Standardized Biometrics Provide Particular Value
FIDO2 standards are already bolstering the cybersecurity landscape, particularly via its standardized biometric capabilities. The majority of mobile phones, laptops, and desktops available for purchase today also boast facial recognition features, but FIDO2 provides a way to leverage the power of biometrics in a standardized manner. For instance, previously, organizations had to write their own unique code entirely from scratch to use any biometric sensor. Significant language and a common interface were required so sensors could communicate with one another. With FIDO2, this process has been standardized and browser support is built in, making it much easier for organizations to implement and adopt biometric technology.

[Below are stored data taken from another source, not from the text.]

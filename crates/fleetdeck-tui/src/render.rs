//! Painting a session view with ratatui.
//!
//! The session takes a [`SessionView`] snapshot under its lock and paints
//! it afterwards, so drawing never blocks input handling.

use ratatui::{
    Frame,
    layout::{Alignment, Constraint, Direction, Layout, Rect},
    style::{Color, Modifier, Style},
    text::{Line, Span},
    widgets::{Block, Borders, Clear, Paragraph, Row, Table, TableState, Wrap},
};

use crate::connectivity::ConnectionState;
use crate::modal::Modal;
use crate::runtime::{RefreshState, RefreshStatus};
use crate::scene::{PanelBody, ScenePanel};
use crate::screen::ScreenId;

const ACCENT: Color = Color::Cyan;
const DIM: Color = Color::DarkGray;
const TEXT: Color = Color::White;

/// Everything needed to paint one frame.
#[derive(Debug, Clone)]
pub struct SessionView {
    pub active: ScreenId,
    pub title: String,
    pub status_line: String,
    pub refresh: RefreshStatus,
    pub readiness: ConnectionState,
    pub tenant: String,
    pub logo: String,
    pub panels: Vec<ScenePanel>,
    pub fallback: bool,
    pub key_hints: &'static str,
    pub modal: Option<Modal>,
    pub message: Option<String>,
    pub dropped_events: u64,
}

pub fn draw(frame: &mut Frame, view: &SessionView) {
    let area = frame.area();
    let chunks = Layout::default()
        .direction(Direction::Vertical)
        .constraints([
            Constraint::Length(3), // Header
            Constraint::Min(3),    // Content
            Constraint::Length(2), // Footer
        ])
        .split(area);

    draw_header(frame, chunks[0], view);
    draw_panels(frame, chunks[1], &view.panels);
    draw_footer(frame, chunks[2], view);

    if let Some(modal) = &view.modal {
        draw_modal(frame, area, modal);
    }
}

pub fn state_color(state: ConnectionState) -> Color {
    match state {
        ConnectionState::Connected => Color::Green,
        ConnectionState::RateLimited | ConnectionState::NotChecked => Color::Yellow,
        _ => Color::Red,
    }
}

fn draw_header(frame: &mut Frame, area: Rect, view: &SessionView) {
    let mut spans = vec![
        Span::styled(
            format!("{} ", view.logo),
            Style::default().fg(ACCENT).add_modifier(Modifier::BOLD),
        ),
    ];
    for id in ScreenId::ALL {
        let style = if id == view.active {
            Style::default().fg(ACCENT).add_modifier(Modifier::BOLD | Modifier::REVERSED)
        } else {
            Style::default().fg(DIM)
        };
        spans.push(Span::styled(format!(" {} ", id.hotkey_hint()), style));
    }

    let refresh = match view.refresh.state {
        RefreshState::Idle => String::new(),
        RefreshState::Loading => " ⟳ loading".to_string(),
        RefreshState::Retrying => " ⟳ queued".to_string(),
        RefreshState::Error => " ✖ refresh failed".to_string(),
    };

    let right = vec![
        Span::styled(format!("{} ", view.tenant), Style::default().fg(DIM)),
        Span::styled(
            format!("[{}]", view.readiness.label()),
            Style::default().fg(state_color(view.readiness)),
        ),
        Span::styled(refresh, Style::default().fg(Color::Yellow)),
    ];

    let header = Paragraph::new(vec![Line::from(spans), Line::from(right).alignment(Alignment::Right)])
        .block(
            Block::default()
                .borders(Borders::BOTTOM)
                .border_style(Style::default().fg(DIM)),
        );
    frame.render_widget(header, area);
}

fn draw_panels(frame: &mut Frame, area: Rect, panels: &[ScenePanel]) {
    if panels.is_empty() {
        return;
    }
    let last = panels.len() - 1;
    let constraints: Vec<Constraint> = panels
        .iter()
        .enumerate()
        .map(|(i, panel)| match (&panel.body, i == last) {
            (_, true) => Constraint::Min(3),
            (PanelBody::Stats { .. }, false) => Constraint::Length(3),
            (_, false) => Constraint::Max(panel.content_height() as u16 + 2),
        })
        .collect();
    let areas = Layout::default()
        .direction(Direction::Vertical)
        .constraints(constraints)
        .split(area);

    for (panel, area) in panels.iter().zip(areas.iter()) {
        draw_panel(frame, *area, panel);
    }
}

fn panel_block(panel: &ScenePanel) -> Block<'_> {
    let (border, title_style) = if panel.focused {
        (
            Style::default().fg(ACCENT),
            Style::default().fg(ACCENT).add_modifier(Modifier::BOLD),
        )
    } else {
        (Style::default().fg(DIM), Style::default().fg(TEXT))
    };
    let mut block = Block::default()
        .borders(Borders::ALL)
        .border_style(border)
        .title(Span::styled(format!(" {} ", panel.title), title_style));
    if let Some(status) = &panel.status {
        block = block
            .title_bottom(Line::from(Span::styled(format!(" {status} "), Style::default().fg(DIM))))
            .title_alignment(Alignment::Left);
    }
    block
}

fn draw_panel(frame: &mut Frame, area: Rect, panel: &ScenePanel) {
    let block = panel_block(panel);
    match &panel.body {
        PanelBody::Stats { items } => {
            let mut spans = Vec::with_capacity(items.len() * 3);
            for item in items {
                spans.push(Span::styled(format!("{}: ", item.label), Style::default().fg(DIM)));
                spans.push(Span::styled(
                    item.value.clone(),
                    Style::default().fg(TEXT).add_modifier(Modifier::BOLD),
                ));
                spans.push(Span::raw("   "));
            }
            frame.render_widget(Paragraph::new(Line::from(spans)).block(block), area);
        }
        PanelBody::Text { lines } => {
            let text: Vec<Line> = lines.iter().map(|l| Line::from(l.as_str())).collect();
            let paragraph = Paragraph::new(text)
                .style(Style::default().fg(TEXT))
                .block(block)
                .wrap(Wrap { trim: false });
            frame.render_widget(paragraph, area);
        }
        PanelBody::Table {
            columns,
            rows,
            selected,
        } => {
            let header = Row::new(columns.iter().map(String::as_str))
                .style(Style::default().fg(DIM).add_modifier(Modifier::BOLD));
            let body = rows.iter().map(|row| Row::new(row.iter().map(String::as_str)));
            let widths = vec![Constraint::Fill(1); columns.len().max(1)];
            let table = Table::new(body, widths)
                .header(header)
                .column_spacing(1)
                .block(block)
                .row_highlight_style(Style::default().fg(Color::Black).bg(ACCENT))
                .highlight_symbol("▸ ");
            let mut state = TableState::default().with_selected(*selected);
            frame.render_stateful_widget(table, area, &mut state);
        }
    }
}

fn draw_footer(frame: &mut Frame, area: Rect, view: &SessionView) {
    let hotkey = Style::default().fg(ACCENT);
    let mut spans = vec![
        Span::styled("[q]", hotkey),
        Span::raw("Quit "),
        Span::styled("[r]", hotkey),
        Span::raw("Refresh "),
        Span::styled("[?]", hotkey),
        Span::raw("Help  "),
        Span::styled(view.key_hints, Style::default().fg(DIM)),
    ];
    if view.fallback {
        spans.push(Span::styled("  plain view", Style::default().fg(Color::Yellow)));
    }

    let right = match (&view.message, view.dropped_events) {
        (Some(message), _) => message.clone(),
        (None, 0) => view.status_line.clone(),
        (None, dropped) => format!("{} | {dropped} keys dropped", view.status_line),
    };

    let footer = Paragraph::new(Line::from(spans)).block(
        Block::default()
            .borders(Borders::TOP)
            .border_style(Style::default().fg(DIM))
            .title(Span::styled(format!(" {right} "), Style::default().fg(DIM)))
            .title_alignment(Alignment::Right),
    );
    frame.render_widget(footer, area);
}

/// Centered rectangle for overlays.
fn centered(area: Rect, width: u16, height: u16) -> Rect {
    let width = width.min(area.width.saturating_sub(4));
    let height = height.min(area.height.saturating_sub(2));
    Rect::new(
        area.x + (area.width.saturating_sub(width)) / 2,
        area.y + (area.height.saturating_sub(height)) / 2,
        width,
        height,
    )
}

fn draw_modal(frame: &mut Frame, area: Rect, modal: &Modal) {
    let lines = modal.lines();
    let overlay = centered(area, 64, lines.len() as u16 + 2);
    frame.render_widget(Clear, overlay);

    let border = match modal {
        Modal::Error { .. } => Color::Red,
        Modal::Confirm(_) => Color::Yellow,
        Modal::Help => ACCENT,
    };
    let text: Vec<Line> = lines.iter().map(|l| Line::from(l.as_str())).collect();
    let paragraph = Paragraph::new(text)
        .style(Style::default().fg(TEXT))
        .block(
            Block::default()
                .borders(Borders::ALL)
                .border_style(Style::default().fg(border))
                .title(Span::styled(
                    format!(" {} ", modal.title()),
                    Style::default().fg(border).add_modifier(Modifier::BOLD),
                ))
                .style(Style::default().bg(Color::Black)),
        )
        .wrap(Wrap { trim: false });
    frame.render_widget(paragraph, overlay);
}
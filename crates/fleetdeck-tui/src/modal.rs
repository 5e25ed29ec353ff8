//! Modal overlays: help, errors, and typed confirmation for destructive
//! operations.
//!
//! While a modal is open the dispatcher hands it every key.

use crossterm::event::KeyCode;

use crate::error::{Result, TuiError};
use crate::input::InputEvent;
use crate::screen::{DeviceAction, ScreenId};

/// Typed confirmation for a destructive action.
#[derive(Debug, Clone, PartialEq, Eq)]
pub struct ConfirmPrompt {
    pub title: String,
    pub prompt: String,
    /// Text the operator must type
    pub token: String,
    pub input: String,
    pub action: DeviceAction,
}

#[derive(Debug, Clone, PartialEq, Eq)]
pub enum Modal {
    Help,
    Error { message: String, repeat_count: u32 },
    Confirm(ConfirmPrompt),
}

/// What the session should do after a modal key.
#[derive(Debug, Clone, PartialEq, Eq)]
pub enum ModalResponse {
    /// Stay open
    None,
    Close,
    /// Confirmation matched; run the action and close
    Confirmed(DeviceAction),
    /// Confirmation did not match; close and report
    Rejected(String),
}

/// Whether the typed text confirms `token`. Surrounding whitespace is
/// ignored; case is not.
pub fn confirm_token_matches(input: &str, token: &str) -> bool {
    !token.is_empty() && input.trim() == token
}

pub fn verify_confirmation(input: &str, token: &str) -> Result<()> {
    if confirm_token_matches(input, token) {
        Ok(())
    } else {
        Err(TuiError::ConfirmationMismatch {
            expected: token.to_string(),
        })
    }
}

impl Modal {
    pub fn confirm(title: String, prompt: String, token: String, action: DeviceAction) -> Self {
        Modal::Confirm(ConfirmPrompt {
            title,
            prompt,
            token,
            input: String::new(),
            action,
        })
    }

    pub fn title(&self) -> &str {
        match self {
            Modal::Help => "Help",
            Modal::Error { .. } => "Error",
            Modal::Confirm(prompt) => &prompt.title,
        }
    }

    pub fn handle_key(&mut self, event: &InputEvent) -> ModalResponse {
        match self {
            Modal::Help | Modal::Error { .. } => match event.code() {
                KeyCode::Esc | KeyCode::Enter | KeyCode::Char('q') | KeyCode::Char('?') => {
                    ModalResponse::Close
                }
                _ => ModalResponse::None,
            },
            Modal::Confirm(prompt) => match event.code() {
                KeyCode::Esc => ModalResponse::Close,
                KeyCode::Enter => match verify_confirmation(&prompt.input, &prompt.token) {
                    Ok(()) => ModalResponse::Confirmed(prompt.action.clone()),
                    Err(err) => ModalResponse::Rejected(err.to_string()),
                },
                KeyCode::Backspace => {
                    prompt.input.pop();
                    ModalResponse::None
                }
                _ => {
                    if let Some(c) = event.character() {
                        prompt.input.push(c);
                    }
                    ModalResponse::None
                }
            },
        }
    }

    /// Body lines for the overlay.
    pub fn lines(&self) -> Vec<String> {
        match self {
            Modal::Help => help_lines(),
            Modal::Error {
                message,
                repeat_count,
            } => {
                let mut lines = vec![message.clone()];
                if *repeat_count > 1 {
                    lines.push(format!("(repeated {repeat_count} times)"));
                }
                lines.push(String::new());
                lines.push("Esc to dismiss".to_string());
                lines
            }
            Modal::Confirm(prompt) => vec![
                prompt.prompt.clone(),
                String::new(),
                format!("Type '{}' and press Enter:", prompt.token),
                format!("> {}_", prompt.input),
                String::new(),
                "Esc to cancel".to_string(),
            ],
        }
    }
}

fn help_lines() -> Vec<String> {
    let mut lines = vec!["Screens:".to_string()];
    lines.extend(ScreenId::ALL.iter().map(|id| format!("  {}", id.hotkey_hint())));
    lines.extend(
        [
            "",
            "Navigation:",
            "  Tab / ←   →  Switch screens",
            "  ↑ ↓          Move selection",
            "  Shift+← →    Move between panes",
            "",
            "General:",
            "  r            Refresh",
            "  ?            This help",
            "  Esc          Close / cancel",
            "  q            Quit",
            "  Ctrl+C       Interrupt",
        ]
        .map(String::from),
    );
    lines
}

Best Practices for Adopting FIDO2
To best take advantage of FIDO2 and all the benefits the standards can provide, organizations and their IT and security teams should abide by the following three best practices:

  1. Follow a standardized approach. When implementing any component of FIDO2, it’s critical to refrain from incorporating any proprietary or black-box technology, even if it promises to adhere to applicable requirements. Standards have been established for a reason — they’re much easier to audit, more people can understand them, and they provide flexibility through interoperability. To achieve success and compliance over the long term, always opt for standards-based technologies. Additionally, make sure any previous versions of technology being used are interoperable so you don’t have to start from scratch when introducing any additional authentication standards.
  2. Start with the highest-impact use cases. Rather than implementing too many changes too quickly and overwhelming security and IT teams (as well as end users), it’s important to start small and look for areas within FIDO2 that stand to make the most impact on your organization. For example, because these latest standards were designed to help eliminate passwords and shared secrets, perhaps it makes sense to start by incorporating FIDO2 into corporate workstation access processes. Rather than continuing to offer employees password login and reset features (which can easily be tampered with or stolen via malware), FIDO2 can seamlessly provide employees with secure, password-less workstation access through any Web-based application.
  3. Evaluate current costs. To prepare for current standards like FIDO2 as well as the inevitable slew of additional, future standards, take the time to look at the hard costs associated with passwords and other shared secrets, because this is precisely where security standards can provide clear return on investment. For instance, any unnecessary expenses related to password resets and/or account lockouts should serve as a prime incentive for adopting standards like FIDO2 and beyond. Better yet, by pinpointing cost inefficiencies such as password resets, the time and resources required to incorporate new standards can be easily justified to all organizational stakeholders.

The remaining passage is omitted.